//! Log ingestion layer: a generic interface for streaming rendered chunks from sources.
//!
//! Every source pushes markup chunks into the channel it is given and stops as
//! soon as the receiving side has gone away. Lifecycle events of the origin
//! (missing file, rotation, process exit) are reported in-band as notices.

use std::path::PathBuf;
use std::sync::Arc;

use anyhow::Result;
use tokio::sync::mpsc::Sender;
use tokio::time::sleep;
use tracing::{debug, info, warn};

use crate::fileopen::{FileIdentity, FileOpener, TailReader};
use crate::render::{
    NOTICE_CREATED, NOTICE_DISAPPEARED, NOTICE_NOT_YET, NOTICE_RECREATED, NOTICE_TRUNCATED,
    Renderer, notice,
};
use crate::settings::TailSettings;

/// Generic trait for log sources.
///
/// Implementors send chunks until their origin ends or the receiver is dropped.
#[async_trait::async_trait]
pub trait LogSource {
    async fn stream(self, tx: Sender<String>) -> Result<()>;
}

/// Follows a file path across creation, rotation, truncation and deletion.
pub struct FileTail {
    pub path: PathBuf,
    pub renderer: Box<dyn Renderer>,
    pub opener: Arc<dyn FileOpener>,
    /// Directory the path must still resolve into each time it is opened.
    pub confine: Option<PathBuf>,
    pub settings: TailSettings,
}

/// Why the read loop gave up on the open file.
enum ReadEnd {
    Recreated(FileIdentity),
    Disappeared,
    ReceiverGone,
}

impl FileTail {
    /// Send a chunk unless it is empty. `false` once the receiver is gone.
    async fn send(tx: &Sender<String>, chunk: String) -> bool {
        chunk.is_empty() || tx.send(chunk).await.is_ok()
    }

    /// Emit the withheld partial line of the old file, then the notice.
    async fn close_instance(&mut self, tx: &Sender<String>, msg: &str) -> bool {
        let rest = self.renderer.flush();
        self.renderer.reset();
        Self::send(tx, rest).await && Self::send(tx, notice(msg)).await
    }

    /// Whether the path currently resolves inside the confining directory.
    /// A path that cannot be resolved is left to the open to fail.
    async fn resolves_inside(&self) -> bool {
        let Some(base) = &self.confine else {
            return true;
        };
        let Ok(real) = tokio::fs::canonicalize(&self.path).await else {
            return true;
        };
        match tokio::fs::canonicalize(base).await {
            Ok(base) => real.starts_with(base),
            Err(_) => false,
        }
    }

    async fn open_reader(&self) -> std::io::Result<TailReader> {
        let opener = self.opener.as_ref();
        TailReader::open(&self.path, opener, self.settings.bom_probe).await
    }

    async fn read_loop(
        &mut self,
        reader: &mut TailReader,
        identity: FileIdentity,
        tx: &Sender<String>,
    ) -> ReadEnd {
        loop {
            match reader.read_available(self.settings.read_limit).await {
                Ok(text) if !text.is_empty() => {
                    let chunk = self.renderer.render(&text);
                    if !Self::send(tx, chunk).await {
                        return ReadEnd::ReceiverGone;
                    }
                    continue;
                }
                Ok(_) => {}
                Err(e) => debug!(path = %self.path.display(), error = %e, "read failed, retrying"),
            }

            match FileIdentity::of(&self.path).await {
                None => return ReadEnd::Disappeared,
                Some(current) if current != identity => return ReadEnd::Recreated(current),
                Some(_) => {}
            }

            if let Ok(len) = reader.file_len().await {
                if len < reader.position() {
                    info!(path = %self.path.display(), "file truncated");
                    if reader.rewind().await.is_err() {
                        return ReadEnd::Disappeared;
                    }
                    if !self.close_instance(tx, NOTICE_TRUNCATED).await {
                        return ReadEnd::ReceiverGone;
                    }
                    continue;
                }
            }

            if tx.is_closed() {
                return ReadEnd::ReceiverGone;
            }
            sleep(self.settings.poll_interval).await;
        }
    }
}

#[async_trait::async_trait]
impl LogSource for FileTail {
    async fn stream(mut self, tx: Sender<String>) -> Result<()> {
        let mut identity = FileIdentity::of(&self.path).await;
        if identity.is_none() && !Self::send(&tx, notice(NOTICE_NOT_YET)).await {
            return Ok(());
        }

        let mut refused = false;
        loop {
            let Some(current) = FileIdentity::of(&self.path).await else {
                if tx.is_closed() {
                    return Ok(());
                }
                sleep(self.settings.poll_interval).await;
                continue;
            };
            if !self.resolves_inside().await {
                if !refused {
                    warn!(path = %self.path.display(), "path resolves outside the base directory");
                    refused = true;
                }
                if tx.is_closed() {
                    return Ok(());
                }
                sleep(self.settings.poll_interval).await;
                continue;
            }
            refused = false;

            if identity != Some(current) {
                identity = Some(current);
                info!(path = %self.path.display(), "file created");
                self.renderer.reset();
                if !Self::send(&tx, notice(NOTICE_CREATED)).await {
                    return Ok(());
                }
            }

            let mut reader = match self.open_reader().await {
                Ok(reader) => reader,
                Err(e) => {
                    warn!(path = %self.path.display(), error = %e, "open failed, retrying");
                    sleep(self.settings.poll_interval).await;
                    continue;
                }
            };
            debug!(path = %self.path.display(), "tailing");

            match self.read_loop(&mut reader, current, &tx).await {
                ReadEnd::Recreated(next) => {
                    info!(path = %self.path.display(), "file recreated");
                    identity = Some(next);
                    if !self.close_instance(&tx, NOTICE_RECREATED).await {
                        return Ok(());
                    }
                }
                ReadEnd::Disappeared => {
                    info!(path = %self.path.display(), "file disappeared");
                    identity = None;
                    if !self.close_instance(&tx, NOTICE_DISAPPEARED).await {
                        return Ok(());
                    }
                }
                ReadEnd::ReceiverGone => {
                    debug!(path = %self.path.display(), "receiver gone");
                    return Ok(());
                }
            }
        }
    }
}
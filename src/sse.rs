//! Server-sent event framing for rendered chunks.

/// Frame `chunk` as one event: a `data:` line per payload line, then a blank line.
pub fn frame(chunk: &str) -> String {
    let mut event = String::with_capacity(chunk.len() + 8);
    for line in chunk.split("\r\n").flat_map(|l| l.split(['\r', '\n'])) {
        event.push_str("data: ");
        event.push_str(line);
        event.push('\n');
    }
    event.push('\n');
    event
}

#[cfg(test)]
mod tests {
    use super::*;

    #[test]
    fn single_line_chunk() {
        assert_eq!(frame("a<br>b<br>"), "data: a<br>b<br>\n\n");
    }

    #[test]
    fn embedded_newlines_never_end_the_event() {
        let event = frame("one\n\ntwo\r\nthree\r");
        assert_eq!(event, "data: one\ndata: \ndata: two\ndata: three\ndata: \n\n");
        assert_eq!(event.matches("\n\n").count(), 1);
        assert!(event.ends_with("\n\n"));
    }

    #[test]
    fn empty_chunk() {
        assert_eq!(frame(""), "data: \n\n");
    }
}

********************

● Your instructions
Restate verbatim all lines from the start of the data through the line containing "of the origin", with both ends kept.

● Result for this task
//! Log ingestion layer: a generic interface for streaming rendered chunks from sources.
//!
//! Every source pushes markup chunks into the channel it is given and stops as
//! soon as the receiving side has gone away. Lifecycle events of the origin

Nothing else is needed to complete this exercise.